Task » Your answer should consist of the line holding "job kind order" and all lines after it to the end of the material, copied exactly.
= Beginning of Section =
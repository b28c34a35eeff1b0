//! Configuration for regdraft.
//!
//! Configuration sources (highest priority first):
//! 1. Environment variables (REGDRAFT_HOME, REGDRAFT_MODEL_ENDPOINT, REGDRAFT_MODEL)
//! 2. Config file (.regdraft/config.yaml)
//! 3. Defaults (~/.regdraft, local Ollama)
//!
//! Config file discovery:
//! - Searches current directory and parents for .regdraft/config.yaml
//! - `paths.home` is relative to the .regdraft/ directory

use std::path::{Path, PathBuf};
use std::sync::OnceLock;
use std::time::Duration;

use anyhow::{Context, Result};
use serde::Deserialize;

use crate::adapters::DecodingParams;
use crate::core::orchestrator::DEFAULT_MAX_ATTEMPTS;
use crate::core::{ClientSettings, RetryPolicy};

/// Global cached configuration (stores Result to handle init errors)
static CONFIG: OnceLock<Result<ResolvedConfig, String>> = OnceLock::new();

const DEFAULT_ENDPOINT: &str = "http://localhost:11434";
const DEFAULT_MODEL: &str = "llama3.1:8b";
const DEFAULT_TIMEOUT_SECONDS: u64 = 120;

/// Raw config file schema (matches YAML structure)
#[derive(Debug, Clone, Default, Deserialize)]
pub struct ConfigFile {
    #[serde(default)]
    pub version: Option<String>,
    #[serde(default)]
    pub paths: PathsConfig,
    #[serde(default)]
    pub model: ModelConfig,
    #[serde(default)]
    pub transport_retry: Option<RetryPolicy>,
    #[serde(default)]
    pub generation: GenerationConfig,
}

#[derive(Debug, Clone, Default, Deserialize)]
pub struct PathsConfig {
    /// Engine state directory (relative to .regdraft/)
    pub home: Option<String>,
}

#[derive(Debug, Clone, Default, Deserialize)]
pub struct ModelConfig {
    pub endpoint: Option<String>,
    pub model: Option<String>,
    pub temperature: Option<f32>,
    pub top_p: Option<f32>,
    pub context_window: Option<u32>,
    pub timeout_seconds: Option<u64>,
}

#[derive(Debug, Clone, Default, Deserialize)]
pub struct GenerationConfig {
    /// Semantic attempts per job (initial call plus retries)
    pub max_attempts: Option<u32>,
}

/// Model server settings after defaults and overrides
#[derive(Debug, Clone, PartialEq)]
pub struct ModelSettings {
    pub endpoint: String,
    pub model: String,
    pub params: DecodingParams,
    pub timeout_seconds: u64,
}

/// Resolved configuration with absolute paths
#[derive(Debug, Clone)]
pub struct ResolvedConfig {
    /// Absolute path to regdraft home (engine state)
    pub home: PathBuf,
    /// Path to config file (if found)
    pub config_file: Option<PathBuf>,
    /// Model server settings
    pub model: ModelSettings,
    /// Backoff for connection failures
    pub transport_retry: RetryPolicy,
    /// Semantic attempts per job
    pub max_attempts: u32,
}

impl ResolvedConfig {
    /// Directory holding the job and artifact logs
    pub fn jobs_dir(&self) -> PathBuf {
        self.home.join("jobs")
    }

    /// Settings for a `GenerationClient`
    pub fn client_settings(&self) -> ClientSettings {
        ClientSettings {
            model: self.model.model.clone(),
            params: self.model.params.clone(),
            attempt_timeout: Duration::from_secs(self.model.timeout_seconds),
            retry: self.transport_retry.clone(),
        }
    }
}

/// Find config file by searching current directory and parents
fn find_config_file() -> Option<PathBuf> {
    let mut current = std::env::current_dir().ok()?;

    loop {
        let config_path = current.join(".regdraft").join("config.yaml");
        if config_path.exists() {
            return Some(config_path);
        }

        if !current.pop() {
            break;
        }
    }

    None
}

/// Load and parse config file
fn load_config_file(path: &Path) -> Result<ConfigFile> {
    let content = std::fs::read_to_string(path)
        .with_context(|| format!("Failed to read config file: {}", path.display()))?;

    serde_yaml::from_str(&content)
        .with_context(|| format!("Failed to parse config file: {}", path.display()))
}

/// Resolve a path that may be relative to the config directory
fn resolve_path(base: &Path, path_str: &str) -> PathBuf {
    let path = PathBuf::from(path_str);
    if path.is_absolute() {
        path
    } else {
        base.join(path)
            .canonicalize()
            .unwrap_or_else(|_| base.join(path_str))
    }
}

/// Merge a parsed config file with env overrides and defaults
fn resolve(
    file: ConfigFile,
    config_path: Option<PathBuf>,
    default_home: PathBuf,
    env: impl Fn(&str) -> Option<String>,
) -> ResolvedConfig {
    let home = if let Some(env_home) = env("REGDRAFT_HOME") {
        PathBuf::from(env_home)
    } else if let (Some(home_path), Some(path)) = (&file.paths.home, &config_path) {
        let regdraft_dir = path.parent().unwrap_or(Path::new("."));
        resolve_path(regdraft_dir, home_path)
    } else {
        default_home
    };

    let defaults = DecodingParams::default();
    let model = ModelSettings {
        endpoint: env("REGDRAFT_MODEL_ENDPOINT")
            .or(file.model.endpoint)
            .unwrap_or_else(|| DEFAULT_ENDPOINT.to_string()),
        model: env("REGDRAFT_MODEL")
            .or(file.model.model)
            .unwrap_or_else(|| DEFAULT_MODEL.to_string()),
        params: DecodingParams {
            temperature: file.model.temperature.unwrap_or(defaults.temperature),
            top_p: file.model.top_p.unwrap_or(defaults.top_p),
            context_window: file.model.context_window.unwrap_or(defaults.context_window),
        },
        timeout_seconds: file
            .model
            .timeout_seconds
            .unwrap_or(DEFAULT_TIMEOUT_SECONDS),
    };

    ResolvedConfig {
        home,
        config_file: config_path,
        model,
        transport_retry: file.transport_retry.unwrap_or_default(),
        max_attempts: file
            .generation
            .max_attempts
            .unwrap_or(DEFAULT_MAX_ATTEMPTS)
            .max(1),
    }
}

/// Load configuration from all sources
fn load_config() -> Result<ResolvedConfig> {
    let default_home = dirs::home_dir()
        .context("Failed to determine home directory")?
        .join(".regdraft");

    let config_path = find_config_file();
    let file = match &config_path {
        Some(path) => load_config_file(path)?,
        None => ConfigFile::default(),
    };

    Ok(resolve(file, config_path, default_home, |key| {
        std::env::var(key).ok()
    }))
}

/// Get the global configuration (loads once, then cached)
pub fn config() -> Result<&'static ResolvedConfig> {
    let result = CONFIG.get_or_init(|| load_config().map_err(|e| e.to_string()));

    match result {
        Ok(config) => Ok(config),
        Err(e) => anyhow::bail!("{}", e),
    }
}

/// Get the jobs directory ($REGDRAFT_HOME/jobs)
pub fn jobs_dir() -> Result<PathBuf> {
    Ok(config()?.jobs_dir())
}
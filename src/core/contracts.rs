//! Output contracts: one (system prompt, schema, artifact kind) record per job kind.
//!
//! Schemas are published as versioned resources under `schemas/` and embedded
//! at compile time. Evolution is additive only: a new version may add optional
//! properties but never tighten existing ones, so stored artifacts stay valid.

use crate::domain::{ArtifactKind, JobKind};

/// Static contract for one job kind
#[derive(Debug)]
pub struct OutputContract {
    /// Job kind this contract serves
    pub kind: JobKind,

    /// Artifact label written on success and on fallback alike
    pub artifact_kind: ArtifactKind,

    /// Published schema version
    pub schema_version: &'static str,

    /// JSON Schema source
    pub schema: &'static str,

    /// System/instruction prompt. Never contains tenant data.
    pub system_prompt: &'static str,

    /// Lead-in of the user prompt, placed before the facts block
    pub task_instruction: &'static str,
}

pub static INCIDENT_DRAFT: OutputContract = OutputContract {
    kind: JobKind::IncidentDraft,
    artifact_kind: ArtifactKind::IncidentDraft,
    schema_version: "v1",
    schema: include_str!("../../schemas/incident_draft.v1.json"),
    system_prompt: "You draft security incident disclosures for submission to a regulator. \
Use only the facts supplied by the user; never invent versions, dates, CVE identifiers or impact. \
If a fact is missing, write \"[ANALYST INPUT REQUIRED]\" instead of guessing. \
Respond with exactly one JSON object and nothing else. Allowed properties: \
summary (string), severity (one of critical, high, medium, low, unknown), \
affected_versions (non-empty array of strings), impact (string), root_cause (string, optional), \
mitigations (array of strings), timeline (array of {date, event}), \
cve_ids (array of CVE-YYYY-NNNN strings, optional). No other properties are allowed.",
    task_instruction: "Draft an incident disclosure from the following facts.",
};

pub static COMMUNICATION_PACK: OutputContract = OutputContract {
    kind: JobKind::CommunicationPack,
    artifact_kind: ArtifactKind::CommunicationPack,
    schema_version: "v1",
    schema: include_str!("../../schemas/communication_pack.v1.json"),
    system_prompt: "You prepare incident communication packs for a compliance team. \
Use only the facts supplied by the user and keep a factual, non-speculative tone. \
If a fact is missing, write \"[ANALYST INPUT REQUIRED]\" instead of guessing. \
Respond with exactly one JSON object and nothing else. Allowed properties: \
headline (string, at most 200 characters), internal_summary (string), customer_notice (string), \
regulator_notice (string), faq (array of at most 10 {question, answer} objects). \
No other properties are allowed.",
    task_instruction: "Prepare a communication pack from the following facts.",
};

pub static QUESTIONNAIRE_ANSWERS: OutputContract = OutputContract {
    kind: JobKind::QuestionnaireAnswers,
    artifact_kind: ArtifactKind::QuestionnaireAnswers,
    schema_version: "v1",
    schema: include_str!("../../schemas/questionnaire_answers.v1.json"),
    system_prompt: "You answer security questionnaires on behalf of a software vendor. \
Answer only from the facts supplied by the user. When the facts do not support an answer, \
set confidence to \"none\", answer \"[ANALYST INPUT REQUIRED]\" and list the question id in unanswered. \
Respond with exactly one JSON object and nothing else. Allowed properties: \
answers (array of {question_id, question, answer, confidence (high, medium, low, none), evidence_refs}), \
unanswered (array of question ids). No other properties are allowed.",
    task_instruction: "Answer the questionnaire in the following facts.",
};

/// Every contract, in job kind order
pub static CONTRACTS: [&OutputContract; 3] =
    [&INCIDENT_DRAFT, &COMMUNICATION_PACK, &QUESTIONNAIRE_ANSWERS];

/// Look up the contract for a job kind
pub fn contract_for(kind: JobKind) -> &'static OutputContract {
    match kind {
        JobKind::IncidentDraft => &INCIDENT_DRAFT,
        JobKind::CommunicationPack => &COMMUNICATION_PACK,
        JobKind::QuestionnaireAnswers => &QUESTIONNAIRE_ANSWERS,
    }
}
= End of Section =
Result »
/// Every contract, in job kind order
pub static CONTRACTS: [&OutputContract; 3] =
    [&INCIDENT_DRAFT, &COMMUNICATION_PACK, &QUESTIONNAIRE_ANSWERS];

/// Look up the contract for a job kind
pub fn contract_for(kind: JobKind) -> &'static OutputContract {
    match kind {
        JobKind::IncidentDraft => &INCIDENT_DRAFT,
        JobKind::CommunicationPack => &COMMUNICATION_PACK,
        JobKind::QuestionnaireAnswers => &QUESTIONNAIRE_ANSWERS,
    }
}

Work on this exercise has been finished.